What this task involves
Go through the data and report how many lines include the word "Direction", giving only the number.

[Data excerpts]

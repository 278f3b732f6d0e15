//! Error types for push queue operations and configuration.

use thiserror::Error;

use super::MAX_QUEUE_CAPACITY;

/// Errors that can occur when pushing a frame.
#[non_exhaustive]
#[derive(Debug, Error, Clone, Copy, PartialEq, Eq)]
pub enum PushError {
    /// The queue was at capacity and the policy was `ReturnErrorIfFull`.
    #[error("push queue full")]
    QueueFull,
    /// The receiving end of the queue has been dropped or closed.
    #[error("push queue closed")]
    Closed,
}

/// Errors returned when creating a push queue.
#[non_exhaustive]
#[derive(Debug, Error, Clone, PartialEq, Eq)]
pub enum PushConfigError {
    /// The capacity was zero or exceeded [`MAX_QUEUE_CAPACITY`].
    #[error("invalid capacity {0}; must be between 1 and {max}", max = MAX_QUEUE_CAPACITY)]
    InvalidCapacity(usize),
}
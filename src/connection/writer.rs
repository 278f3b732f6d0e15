//! Outbound task: the only code that writes to the transport.

use std::{sync::Arc, time::Duration};

use tokio::time::{self, Instant, MissedTickBehavior};
use tokio_util::sync::CancellationToken;

use super::SessionError;
use crate::{
    app::AppState,
    codec::WireCodec,
    message::Message,
    metrics::{self, Direction},
    push::PushQueue,
    session::ConnectionId,
    transport::TransportWriter,
};

/// Write queued frames until the queue ends or `shutdown` fires.
///
/// A `ping` goes out every ping period when no frame is waiting. On shutdown
/// whatever is already queued is flushed before the transport is closed. A
/// failed write cancels `shutdown` so the inbound task stops as well.
pub(super) async fn run<W: TransportWriter>(
    mut writer: W,
    mut queue: PushQueue<Message>,
    app: Arc<AppState>,
    shutdown: CancellationToken,
    id: ConnectionId,
) -> Result<(), SessionError> {
    let cfg = *app.session_config();
    let codec = app.codec();
    let mut ping = time::interval_at(Instant::now() + cfg.ping_period, cfg.ping_period);
    ping.set_missed_tick_behavior(MissedTickBehavior::Delay);

    let result = loop {
        tokio::select! {
            biased;

            () = shutdown.cancelled() => {
                break drain(&mut writer, &mut queue, codec, cfg.write_wait).await;
            }
            frame = queue.recv() => match frame {
                Some(message) => {
                    if let Err(e) = send(&mut writer, codec, &message, cfg.write_wait).await {
                        break Err(e);
                    }
                }
                None => break Ok(()),
            },
            _ = ping.tick() => {
                if let Err(e) = send(&mut writer, codec, &Message::ping(None), cfg.write_wait).await {
                    break Err(e);
                }
            }
        }
    };

    if result.is_err() {
        shutdown.cancel();
    }
    match time::timeout(cfg.write_wait, writer.close()).await {
        Ok(Ok(())) => {}
        Ok(Err(e)) => log::debug!("transport close failed: id={id}, error={e}"),
        Err(_) => log::debug!("transport close timed out: id={id}"),
    }
    result
}

async fn drain<W: TransportWriter>(
    writer: &mut W,
    queue: &mut PushQueue<Message>,
    codec: &dyn WireCodec,
    wait: Duration,
) -> Result<(), SessionError> {
    queue.close();
    while let Some(message) = queue.try_recv() {
        send(writer, codec, &message, wait).await?;
    }
    Ok(())
}

async fn send<W: TransportWriter>(
    writer: &mut W,
    codec: &dyn WireCodec,
    message: &Message,
    wait: Duration,
) -> Result<(), SessionError> {
    let frame = codec.encode(message)?;
    time::timeout(wait, writer.send(frame))
        .await
        .map_err(|_| SessionError::WriteTimeout(wait))??;
    metrics::inc_frames(Direction::Outbound);
    Ok(())
}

Result of the task
2